*** Opening of Data records ***
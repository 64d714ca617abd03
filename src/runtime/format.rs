use once_cell::sync::Lazy;
use regex::Regex;
use serde::{Deserialize, Serialize};
use std::collections::HashMap;
use std::fmt;
use std::net::{IpAddr, Ipv4Addr, Ipv6Addr};
use std::str::FromStr;
use std::sync::Mutex;

/// String formats a design can require of a string attribute.
#[derive(Debug, Clone, Copy, PartialEq, Eq, Hash, Serialize, Deserialize)]
#[serde(rename_all = "kebab-case")]
pub enum Format {
    /// RFC 3339 full-date (`2006-01-02`)
    Date,
    /// RFC 3339 date-time
    DateTime,
    Uuid,
    Email,
    Hostname,
    Ipv4,
    Ipv6,
    /// Either IPv4 or IPv6
    Ip,
    Uri,
    /// IEEE 802 MAC-48 or EUI-64 address
    Mac,
    /// IP address with a prefix length (`10.0.0.0/8`)
    Cidr,
    /// A valid regular expression
    Regexp,
    /// A valid JSON document
    Json,
    /// RFC 1123 HTTP date (`Mon, 02 Jan 2006 15:04:05 GMT`)
    Rfc1123,
}

impl Format {
    pub const ALL: [Format; 14] = [
        Format::Date,
        Format::DateTime,
        Format::Uuid,
        Format::Email,
        Format::Hostname,
        Format::Ipv4,
        Format::Ipv6,
        Format::Ip,
        Format::Uri,
        Format::Mac,
        Format::Cidr,
        Format::Regexp,
        Format::Json,
        Format::Rfc1123,
    ];

    /// Name used in design files.
    #[must_use]
    pub fn name(self) -> &'static str {
        match self {
            Format::Date => "date",
            Format::DateTime => "date-time",
            Format::Uuid => "uuid",
            Format::Email => "email",
            Format::Hostname => "hostname",
            Format::Ipv4 => "ipv4",
            Format::Ipv6 => "ipv6",
            Format::Ip => "ip",
            Format::Uri => "uri",
            Format::Mac => "mac",
            Format::Cidr => "cidr",
            Format::Regexp => "regexp",
            Format::Json => "json",
            Format::Rfc1123 => "rfc1123",
        }
    }

    /// Rust variant name, used when emitting `Format::<Variant>` paths.
    #[must_use]
    pub fn variant(self) -> &'static str {
        match self {
            Format::Date => "Date",
            Format::DateTime => "DateTime",
            Format::Uuid => "Uuid",
            Format::Email => "Email",
            Format::Hostname => "Hostname",
            Format::Ipv4 => "Ipv4",
            Format::Ipv6 => "Ipv6",
            Format::Ip => "Ip",
            Format::Uri => "Uri",
            Format::Mac => "Mac",
            Format::Cidr => "Cidr",
            Format::Regexp => "Regexp",
            Format::Json => "Json",
            Format::Rfc1123 => "Rfc1123",
        }
    }
}

impl fmt::Display for Format {
    fn fmt(&self, f: &mut fmt::Formatter<'_>) -> fmt::Result {
        f.write_str(self.name())
    }
}

/// Returned by [`Format::from_str`] for names outside the supported set.
#[derive(Debug, Clone, PartialEq, Eq, thiserror::Error)]
#[error("unknown format {0:?}")]
pub struct UnknownFormat(pub String);

impl FromStr for Format {
    type Err = UnknownFormat;

    fn from_str(s: &str) -> Result<Self, Self::Err> {
        Format::ALL
            .into_iter()
            .find(|f| f.name() == s)
            .ok_or_else(|| UnknownFormat(s.to_string()))
    }
}

static HOSTNAME_REGEX: Lazy<Regex> = Lazy::new(|| {
    Regex::new(r"^[[:alnum:]][[:alnum:]\-]{0,61}[[:alnum:]]$|^[[:alpha:]]$")
        .expect("hostname regex should be valid")
});

static IPV4_REGEX: Lazy<Regex> = Lazy::new(|| {
    Regex::new(r"^(?:[0-9]{1,3}\.){3}[0-9]{1,3}$").expect("ipv4 regex should be valid")
});

static EMAIL_REGEX: Lazy<Regex> = Lazy::new(|| {
    Regex::new(r"^[^@\s<>]+@[^@\s<>]+$").expect("email regex should be valid")
});

static MAC_REGEX: Lazy<Regex> = Lazy::new(|| {
    Regex::new(r"^[0-9A-Fa-f]{2}([:-])[0-9A-Fa-f]{2}(?:[:-][0-9A-Fa-f]{2}){4}(?:(?:[:-][0-9A-Fa-f]{2}){2})?$|^[0-9A-Fa-f]{4}\.[0-9A-Fa-f]{4}\.[0-9A-Fa-f]{4}(?:\.[0-9A-Fa-f]{4})?$")
        .expect("mac regex should be valid")
});

/// Check `value` against `format`, returning the reason on failure.
pub fn validate_format(format: Format, value: &str) -> Result<(), String> {
    match format {
        Format::Date => chrono::NaiveDate::parse_from_str(value, "%Y-%m-%d")
            .map(|_| ())
            .map_err(|e| e.to_string()),
        Format::DateTime => chrono::DateTime::parse_from_rfc3339(value)
            .map(|_| ())
            .map_err(|e| e.to_string()),
        Format::Uuid => uuid::Uuid::parse_str(value)
            .map(|_| ())
            .map_err(|e| e.to_string()),
        Format::Email => {
            if EMAIL_REGEX.is_match(value) {
                Ok(())
            } else {
                Err("invalid email address".to_string())
            }
        }
        Format::Hostname => {
            if value.split('.').all(|label| HOSTNAME_REGEX.is_match(label)) {
                Ok(())
            } else {
                Err("hostname value does not match RFC 1035".to_string())
            }
        }
        Format::Ipv4 => {
            if IPV4_REGEX.is_match(value) && value.parse::<Ipv4Addr>().is_ok() {
                Ok(())
            } else {
                Err("invalid IPv4 address".to_string())
            }
        }
        Format::Ipv6 => value
            .parse::<Ipv6Addr>()
            .map(|_| ())
            .map_err(|_| "invalid IPv6 address".to_string()),
        Format::Ip => value
            .parse::<IpAddr>()
            .map(|_| ())
            .map_err(|_| "invalid IP address".to_string()),
        Format::Uri => url::Url::parse(value)
            .map(|_| ())
            .map_err(|e| e.to_string()),
        Format::Mac => {
            if MAC_REGEX.is_match(value) {
                Ok(())
            } else {
                Err("invalid MAC address".to_string())
            }
        }
        Format::Cidr => validate_cidr(value),
        Format::Regexp => Regex::new(value).map(|_| ()).map_err(|e| e.to_string()),
        Format::Json => serde_json::from_str::<serde_json::Value>(value)
            .map(|_| ())
            .map_err(|e| e.to_string()),
        Format::Rfc1123 => chrono::NaiveDateTime::parse_from_str(value, "%a, %d %b %Y %H:%M:%S GMT")
            .map(|_| ())
            .or_else(|_| chrono::DateTime::parse_from_rfc2822(value).map(|_| ()))
            .map_err(|e| e.to_string()),
    }
}

fn validate_cidr(value: &str) -> Result<(), String> {
    let (addr, prefix) = value
        .split_once('/')
        .ok_or_else(|| "missing prefix length".to_string())?;
    let max = match addr.parse::<IpAddr>() {
        Ok(IpAddr::V4(_)) => 32,
        Ok(IpAddr::V6(_)) => 128,
        Err(_) => return Err("invalid CIDR address".to_string()),
    };
    match prefix.parse::<u8>() {
        Ok(bits) if bits <= max => Ok(()),
        _ => Err(format!("invalid prefix length {prefix:?}")),
    }
}

static PATTERN_CACHE: Lazy<Mutex<HashMap<String, Option<Regex>>>> =
    Lazy::new(|| Mutex::new(HashMap::new()));

/// Match `value` against `pattern`, compiling each distinct pattern once.
///
/// A pattern that does not compile never matches.
pub fn validate_pattern(pattern: &str, value: &str) -> bool {
    let mut cache = match PATTERN_CACHE.lock() {
        Ok(guard) => guard,
        Err(poisoned) => poisoned.into_inner(),
    };
    cache
        .entry(pattern.to_string())
        .or_insert_with(|| Regex::new(pattern).ok())
        .as_ref()
        .is_some_and(|re| re.is_match(value))
}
*** Close of Data records ***
### The problem
Looking at the data above, count every line holding the word "PartialEq" and state only the count.

### Problem solution
2